_TASK DESCRIPTION:_ Stopping at the line that holds "use super::CompetitionStore;", repeat the lines below exactly, starting from the very first and including that final line.

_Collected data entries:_

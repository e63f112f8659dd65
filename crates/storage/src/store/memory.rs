use std::collections::HashMap;
use std::sync::atomic::{AtomicBool, Ordering};

use chrono::Utc;
use rust_decimal::Decimal;
use tokio::sync::RwLock;
use uuid::Uuid;

use super::CompetitionStore;
use crate::error::{Result, StorageError};
use crate::models::{
    Competition, CriterionRanking, CriterionReport, CriterionTandemRanking, OverallRanking,
    OverallTandemRanking, ParticipantUnit, ParticipationEntry,
};

#[derive(Debug, Default)]
struct State {
    competitions: HashMap<Uuid, Competition>,
    units: HashMap<Uuid, ParticipantUnit>,
    entries: Vec<ParticipationEntry>,
    reports: Vec<CriterionReport>,
    criterion_rankings: Vec<CriterionRanking>,
    criterion_tandem_rankings: Vec<CriterionTandemRanking>,
    overall_rankings: Vec<OverallRanking>,
    overall_tandem_rankings: Vec<OverallTandemRanking>,
}

/// In-process store for tests and dry runs.
///
/// Replacement sets are assembled before the lock is taken and swapped in
/// under a single write guard.
#[derive(Debug, Default)]
pub struct MemoryStore {
    state: RwLock<State>,
    fail_writes: AtomicBool,
}

impl MemoryStore {
    pub fn new() -> Self {
        Self::default()
    }

    /// While enabled, every ranking replacement fails with `Unavailable`.
    pub fn fail_writes(&self, enabled: bool) {
        self.fail_writes.store(enabled, Ordering::SeqCst);
    }

    pub async fn insert_competition(&self, competition: Competition) {
        let mut state = self.state.write().await;
        state
            .competitions
            .insert(competition.competition_id, competition);
    }

    pub async fn insert_unit(&self, unit: ParticipantUnit) {
        let mut state = self.state.write().await;
        state.units.insert(unit.unit_id, unit);
    }

    pub async fn insert_participation(&self, entry: ParticipationEntry) {
        self.state.write().await.entries.push(entry);
    }

    pub async fn insert_report(&self, report: CriterionReport) {
        self.state.write().await.reports.push(report);
    }

    fn check_writable(&self) -> Result<()> {
        if self.fail_writes.load(Ordering::SeqCst) {
            return Err(StorageError::Unavailable(
                "memory store is in failing mode".to_string(),
            ));
        }
        Ok(())
    }
}

#[async_trait::async_trait]
impl CompetitionStore for MemoryStore {
    async fn competition(&self, competition_id: Uuid) -> Result<Option<Competition>> {
        Ok(self
            .state
            .read()
            .await
            .competitions
            .get(&competition_id)
            .cloned())
    }

    async fn participant_units(&self, competition_id: Uuid) -> Result<Vec<ParticipantUnit>> {
        let state = self.state.read().await;
        let mut units: Vec<ParticipantUnit> = state
            .entries
            .iter()
            .filter(|entry| entry.competition_id == competition_id)
            .flat_map(|entry| [entry.main_unit_id, entry.junior_unit_id])
            .flatten()
            .filter_map(|unit_id| state.units.get(&unit_id).cloned())
            .collect();
        units.sort_by_key(|unit| unit.unit_id);
        units.dedup_by_key(|unit| unit.unit_id);
        Ok(units)
    }

    async fn participation_entries(&self, competition_id: Uuid) -> Result<Vec<ParticipationEntry>> {
        let state = self.state.read().await;
        let mut entries: Vec<ParticipationEntry> = state
            .entries
            .iter()
            .filter(|entry| entry.competition_id == competition_id)
            .cloned()
            .collect();
        entries.sort_by_key(|entry| entry.created_at);
        Ok(entries)
    }

    async fn verified_reports(
        &self,
        competition_id: Uuid,
        criterion: &str,
    ) -> Result<Vec<CriterionReport>> {
        let state = self.state.read().await;
        let mut reports: Vec<CriterionReport> = state
            .reports
            .iter()
            .filter(|report| {
                report.competition_id == competition_id
                    && report.criterion == criterion
                    && report.verified
            })
            .cloned()
            .collect();
        reports.sort_by_key(|report| report.unit_id);
        Ok(reports)
    }

    async fn find_report(&self, report_id: Uuid) -> Result<Option<CriterionReport>> {
        let state = self.state.read().await;
        Ok(state
            .reports
            .iter()
            .find(|report| report.report_id == report_id)
            .cloned())
    }

    async fn mark_report_verified(&self, report_id: Uuid, score: Decimal) -> Result<bool> {
        let mut state = self.state.write().await;
        let report = state
            .reports
            .iter_mut()
            .find(|report| report.report_id == report_id)
            .ok_or(StorageError::NotFound)?;

        if report.verified {
            return Ok(false);
        }

        report.verified = true;
        report.score = Some(score);
        report.verified_at = Some(Utc::now().naive_utc());
        Ok(true)
    }

    async fn criterion_rankings(&self, competition_id: Uuid) -> Result<Vec<CriterionRanking>> {
        let state = self.state.read().await;
        Ok(state
            .criterion_rankings
            .iter()
            .filter(|row| row.competition_id == competition_id)
            .cloned()
            .collect())
    }

    async fn criterion_tandem_rankings(
        &self,
        competition_id: Uuid,
    ) -> Result<Vec<CriterionTandemRanking>> {
        let state = self.state.read().await;
        Ok(state
            .criterion_tandem_rankings
            .iter()
            .filter(|row| row.competition_id == competition_id)
            .cloned()
            .collect())
    }

    async fn replace_criterion_rankings(
        &self,
        competition_id: Uuid,
        criterion: &str,
        solo: &[CriterionRanking],
        tandem: &[CriterionTandemRanking],
    ) -> Result<()> {
        self.check_writable()?;

        let mut state = self.state.write().await;
        let mut solo_rows: Vec<CriterionRanking> = state
            .criterion_rankings
            .iter()
            .filter(|row| !(row.competition_id == competition_id && row.criterion == criterion))
            .cloned()
            .collect();
        solo_rows.extend_from_slice(solo);

        let mut tandem_rows: Vec<CriterionTandemRanking> = state
            .criterion_tandem_rankings
            .iter()
            .filter(|row| !(row.competition_id == competition_id && row.criterion == criterion))
            .cloned()
            .collect();
        tandem_rows.extend_from_slice(tandem);

        state.criterion_rankings = solo_rows;
        state.criterion_tandem_rankings = tandem_rows;
        Ok(())
    }

    async fn overall_rankings(&self, competition_id: Uuid) -> Result<Vec<OverallRanking>> {
        let state = self.state.read().await;
        Ok(state
            .overall_rankings
            .iter()
            .filter(|row| row.competition_id == competition_id)
            .cloned()
            .collect())
    }

    async fn overall_tandem_rankings(
        &self,
        competition_id: Uuid,
    ) -> Result<Vec<OverallTandemRanking>> {
        let state = self.state.read().await;
        Ok(state
            .overall_tandem_rankings
            .iter()
            .filter(|row| row.competition_id == competition_id)
            .cloned()
            .collect())
    }

    async fn replace_overall_rankings(
        &self,
        competition_id: Uuid,
        solo: &[OverallRanking],
        tandem: &[OverallTandemRanking],
    ) -> Result<()> {
        self.check_writable()?;

        let mut state = self.state.write().await;
        state
            .overall_rankings
            .retain(|row| row.competition_id != competition_id);
        state.overall_rankings.extend_from_slice(solo);
        state
            .overall_tandem_rankings
            .retain(|row| row.competition_id != competition_id);
        state.overall_tandem_rankings.extend_from_slice(tandem);
        Ok(())
    }
}

#[cfg(test)]
mod tests {
    use super::*;
    use rust_decimal_macros::dec;
    use serde_json::json;

    #[tokio::test]
    async fn second_verification_is_rejected() {
        let store = MemoryStore::new();
        let report = CriterionReport::submitted(Uuid::new_v4(), Uuid::new_v4(), "work_days", json!({}));
        let report_id = report.report_id;
        store.insert_report(report).await;

        assert!(store.mark_report_verified(report_id, dec!(3)).await.unwrap());
        assert!(!store.mark_report_verified(report_id, dec!(7)).await.unwrap());

        let stored = store.find_report(report_id).await.unwrap().unwrap();
        assert_eq!(stored.score, Some(dec!(3)));
    }

    #[tokio::test]
    async fn failing_replace_keeps_previous_rows() {
        let store = MemoryStore::new();
        let competition_id = Uuid::new_v4();
        let row = CriterionRanking {
            competition_id,
            criterion: "work_days".to_string(),
            unit_id: Uuid::new_v4(),
            place: 1,
        };
        store
            .replace_criterion_rankings(competition_id, "work_days", &[row.clone()], &[])
            .await
            .unwrap();

        store.fail_writes(true);
        let result = store
            .replace_criterion_rankings(competition_id, "work_days", &[], &[])
            .await;
        assert!(matches!(result, Err(StorageError::Unavailable(_))));

        let rows = store.criterion_rankings(competition_id).await.unwrap();
        assert_eq!(rows, vec![row]);
    }

    #[tokio::test]
    async fn replace_only_touches_one_criterion() {
        let store = MemoryStore::new();
        let competition_id = Uuid::new_v4();
        let unit_id = Uuid::new_v4();
        let rows = |criterion: &str, place| CriterionRanking {
            competition_id,
            criterion: criterion.to_string(),
            unit_id,
            place,
        };
        store
            .replace_criterion_rankings(competition_id, "a", &[rows("a", 1)], &[])
            .await
            .unwrap();
        store
            .replace_criterion_rankings(competition_id, "b", &[rows("b", 2)], &[])
            .await
            .unwrap();
        store
            .replace_criterion_rankings(competition_id, "a", &[rows("a", 3)], &[])
            .await
            .unwrap();

        let mut stored = store.criterion_rankings(competition_id).await.unwrap();
        stored.sort_by(|a, b| a.criterion.cmp(&b.criterion));
        assert_eq!(stored, vec![rows("a", 3), rows("b", 2)]);
    }
}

_RESULT FOR THIS TASK:_
repository e63f112f8659dd65
filename crates/storage/src/store/memory.rs
use std::collections::HashMap;
use std::sync::atomic::{AtomicBool, Ordering};

use chrono::Utc;
use rust_decimal::Decimal;
use tokio::sync::RwLock;
use uuid::Uuid;

use super::CompetitionStore;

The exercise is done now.